SOURCE DATA:

------------------------------

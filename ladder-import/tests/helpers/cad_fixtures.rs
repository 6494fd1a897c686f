//! CAD input fixtures
//!
//! The fake engine never parses its inputs; fixtures only need to exist
//! with a supported extension.

use std::path::{Path, PathBuf};

/// Minimal STEP text with the given product names
#[derive(Debug, Clone, Default)]
pub struct CadFixture {
    pub products: Vec<String>,
}

impl CadFixture {
    pub fn with_products(products: &[&str]) -> Self {
        Self {
            products: products.iter().map(|p| p.to_string()).collect(),
        }
    }

    pub fn to_step_text(&self) -> String {
        let mut text = String::from("ISO-10303-21;\nHEADER;\nENDSEC;\nDATA;\n");
        for (i, product) in self.products.iter().enumerate() {
            text.push_str(&format!(
                "#{}=PRODUCT('{}','','',(#1));\n",
                i + 10,
                product.replace('\'', "''")
            ));
        }
        text.push_str("ENDSEC;\nEND-ISO-10303-21;\n");
        text
    }

    pub fn write(&self, path: &Path) -> PathBuf {
        std::fs::write(path, self.to_step_text()).unwrap();
        path.to_path_buf()
    }
}

/// Write one fixture per name into `dir`, returning the paths in order
pub fn write_cad_files(dir: &Path, names: &[&str]) -> Vec<PathBuf> {
    names
        .iter()
        .map(|name| CadFixture::default().write(&dir.join(name)))
        .collect()
}
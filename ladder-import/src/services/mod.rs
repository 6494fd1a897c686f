//! Supporting services

pub mod file_resolver;

pub use file_resolver::resolve_input_files;
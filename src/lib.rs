//! Arena tank combat - collision and combat resolution core.
//!
//! A deterministic, fixed-timestep ECS simulation of an arena shooter:
//! height-field terrain collision, probe-based sliding movement, bouncing
//! projectiles and event-driven damage/combo scoring. Uses `bevy_ecs` for
//! the entity-component-system architecture; presentation layers consume
//! serialized snapshots and never see the world directly.

pub mod api;
pub mod collision;
pub mod components;
pub mod events;
pub mod level;
pub mod systems;
pub mod terrain;
pub mod world;

pub use api::{ArenaConfig, ArenaWorld};
pub use collision::{CollisionDirectory, CollisionEntry, CollisionShape, Layer};
pub use components::*;
pub use events::{Event, EventBus, EventCtx, EventKind, FrameEffects, ShotSnapshot};
pub use level::{parse_level, EnemySpawn, LevelData, LevelError, LEVEL_SIZE};
pub use systems::*;
pub use terrain::{HeightField, TerrainHandle, OUT_OF_RANGE_HEIGHT};
pub use world::Snapshot;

------------------------------

TO DO:
From the entries above, print the lines beginning at the one with "combat resolution core." and stopping after the one with "sliding movement, bouncing", exactly as written and with nothing else.

TASK RESPONSE:
//! Arena tank combat - collision and combat resolution core.
//!
//! A deterministic, fixed-timestep ECS simulation of an arena shooter:
//! height-field terrain collision, probe-based sliding movement, bouncing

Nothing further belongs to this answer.